Top 22 Most Impactful Features (Prescription-Inclusive)
RANK | FEATURES | SHAPE VALUE | INTERPRETATION |
---|---|---|---|
1 | Primary Dressing Category | 141.1 | Antiseptic dressings strongly linked to active healing phases |
2 | Peri-Ulcer Temperature | 90.3 | Higher temps correlate with inflammation |
3 | Age | 28.8 | Older age associated with slower progression |
4 | Exudate Appearance (Bloody) | 22.5 | Bright red exudate indicates active inflammation |
5 | Wound Tunneling | 22.1 | Severe tunneling delays progression to remodeling |
🔍 Key Finding: Only 22 features were needed to achieve ~63% accuracy, statistically similar to the full 56-feature model. This minimal set enhances deployability in low-resource settings.
Prescription-Inclusive vs. Prescription-Exclusive Models
To avoid potential data leakage (e.g., dressings prescribed based on lab results), two scenarios were analyzed:
APPROACH | # FEATURES | ACCURACY | KEY FEATURES INCLUDED |
---|---|---|---|
Prescription-Inclusive | 56 | 0.65 | Dressing type, offloading method |
Prescription-Exclusive | 45 | 0.61 | Only intrinsic wound/patient traits |
Even without treatment data, the model maintained strong performance, proving its robustness.
What the Data Reveals: Healing Phase-Specific Clinical Signatures
Using a one-vs-all binary classification, the researchers identified unique predictors for each phase.
Table: Phase-Specific Predictive Features
Inflammation (I) | Proliferative (P) | Remodeling (R) |
---|---|---|
• Bloody exudate | • Moist exudate | • Low exudate |
• Peri-ulcer erythema | • Normalized wound temp | • Age > 60 |
• Maceration | • No tunneling | • Arch deformity absence |
• High peri-ulcer temp | • Absorbent dressing | • Therapeutic footwear use |
• Severe tunneling | • Midfoot location | • Callus presence |
• Pale peri-ulcer skin | • DFU count = 1 | • Foot bone score low |
💡 Insight: The remodeling phase was classified with higher accuracy than inflammation, likely because its clinical signs (stable tissue, reduced exudate, mature granulation) are more distinct and less variable than the dynamic, fluctuating markers of inflammation.

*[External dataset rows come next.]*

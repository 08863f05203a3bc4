use crate::core::board::Board;
use crate::core::definitions::{Color, Piece, PieceType};
use crate::core::moves::Move;
use crate::core::utils::{in_direction, Square};

/** Tables directions for pieces, as 0x88 offsets */
const ROOK_DIR: &[u8] = &[0x10, 0xf0, 0x01, 0xff]; // down, up, right, left
const BISHOP_DIR: &[u8] = &[0x11, 0x0f, 0xf1, 0xef];

/** Possible moves for pieces */
const KING_MOVES: &[u8] = &[0x10, 0xf0, 0x01, 0xff, 0x11, 0x0f, 0xf1, 0xef];
const KNIGHT_MOVES: &[u8] = &[0x21, 0x1f, 0xe1, 0xdf, 0x12, 0x0e, 0xf2, 0xee];

/** Pseudo-legal moves of `side`, scanning the board row by row. */
pub fn all_possible_moves(board: &Board, side: Color) -> Vec<Move> {
    let mut possible_moves = Vec::with_capacity(64);
    for (square, piece) in board
        .iter_pieces()
        .filter(|(_, piece)| piece.color == side)
    {
        piece_moves(board, square, piece, &mut possible_moves);
    }
    possible_moves
}

/// Appends the moves of `piece` standing on `square`.
pub fn piece_moves(board: &Board, square: Square, piece: Piece, moves: &mut Vec<Move>) {
    match piece.kind {
        PieceType::Pawn => pawn_moves(board, square, piece.color, moves),
        PieceType::Knight => step_moves(board, square, piece.color, KNIGHT_MOVES, moves),
        PieceType::Bishop => sliding_moves(board, square, piece.color, BISHOP_DIR, moves),
        PieceType::Rook => sliding_moves(board, square, piece.color, ROOK_DIR, moves),
        PieceType::Queen => {
            sliding_moves(board, square, piece.color, ROOK_DIR, moves);
            sliding_moves(board, square, piece.color, BISHOP_DIR, moves);
        }
        PieceType::King => step_moves(board, square, piece.color, KING_MOVES, moves),
    }
}

fn pawn_moves(board: &Board, square: Square, color: Color, moves: &mut Vec<Move>) {
    let (step, start_row): (u8, u8) = match color {
        Color::White => (0xf0, 6),
        Color::Black => (0x10, 1),
    };
    // pawns on the far rank have nowhere to go without promotion
    let Some(front) = square.offset(step) else {
        return;
    };
    // push
    if board.get(front).is_none() {
        moves.push(Move::new(square, front, board));
        // double push
        if square.row() == start_row {
            if let Some(double) = front.offset(step) {
                if board.get(double).is_none() {
                    moves.push(Move::new(square, double, board));
                }
            }
        }
    }
    // capture
    for side in [0xff, 0x01] {
        let Some(target) = front.offset(side) else {
            continue;
        };
        if matches!(board.get(target), Some(piece) if piece.color != color) {
            moves.push(Move::new(square, target, board));
        }
    }
}

fn step_moves(board: &Board, square: Square, color: Color, offsets: &[u8], moves: &mut Vec<Move>) {
    for target in offsets.iter().filter_map(|offset| square.offset(*offset)) {
        match board.get(target) {
            Some(piece) if piece.color == color => (),
            _ => moves.push(Move::new(square, target, board)),
        }
    }
}

fn sliding_moves(
    board: &Board,
    square: Square,
    color: Color,
    directions: &[u8],
    moves: &mut Vec<Move>,
) {
    for dir in directions {
        for target in in_direction(square, *dir) {
            match board.get(target) {
                None => moves.push(Move::new(square, target, board)),
                Some(piece) if piece.color != color => {
                    moves.push(Move::new(square, target, board));
                    break;
                }
                Some(_) => break,
            }
        }
    }
}
pub mod board;
pub mod definitions;
pub mod game;
pub mod movegen;
pub mod moves;
pub mod utils;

Why This Approach Is a Game-Changer for Diabetic Foot Care
1. Accessibility: No Labs, No Imaging, Just EHR Data
Unlike previous studies that required biomarkers like Interleukin-10 (IL-10) or C-reactive protein (CRP), this model uses only routinely documented clinical observations—making it viable for:
- Community clinics
- Telehealth platforms
- Home nursing assessments
- Low-income regions
2. Actionable Intelligence for Personalized Treatment
By identifying the current healing phase, clinicians can:
- Avoid unnecessary antibiotics in non-infected inflammatory wounds
- Initiate growth factor therapy during proliferation
- Transition to scar management in remodeling
- Adjust offloading strategies based on phase-specific needs
3. Continuous Medical Triage System
When integrated into EHRs, this model enables:
- Automated alerts for stalled healing
- Early intervention before complications arise
- Longitudinal tracking of healing progression
Addressing Challenges and Limitations
Class Imbalance: Proliferative Phase Dominance
With 55.7% of cases in the proliferative phase, the model could bias toward this class. To mitigate:
- Random oversampling was applied
- F1-score prioritized over accuracy for evaluation
Missing Data: KNN Imputation Strategy
Average missing data per feature: 2.5%
Imputed using K-Nearest Neighbors (KNN) with k=5, trained only on the training set to prevent leakage.
Ethical and Privacy Considerations
- Data cannot be publicly shared due to ethics restrictions.
- However, preprocessing code and feature descriptions are available on GitHub: DFUMetaClassification
- The team is working toward controlled dataset release for research validation.
Future Directions and Clinical Integration
Potential Applications:
- Smart EHR dashboards with real-time healing phase indicators
- Mobile apps for nurses to input wound data and receive AI-driven guidance
- Integration with wearable sensors (e.g., smart bandages with temperature monitoring)
Research Opportunities:
- Expand to multimodal models combining metadata with wound images
- Validate in diverse populations across different healthcare systems
- Develop phase-specific treatment recommendation engines
Conclusion: A New Era in Diabetic Wound Management
The study by Basiri et al. represents a paradigm shift in DFU care. By harnessing machine learning and routinely collected clinical metadata, it delivers a reliable, accessible, and automated method to classify healing phases—something previously reserved for specialized labs.
Its success lies not just in algorithmic performance, but in clinical relevance:
- It identifies 22 essential features sufficient for accurate classification.
- It highlights age, temperature, exudate, and tunneling as key drivers.
- It proves that treatment-independent assessment is possible and effective.
This approach paves the way for early triage, personalized therapy, and improved outcomes, reducing the global burden of DFU-related amputations.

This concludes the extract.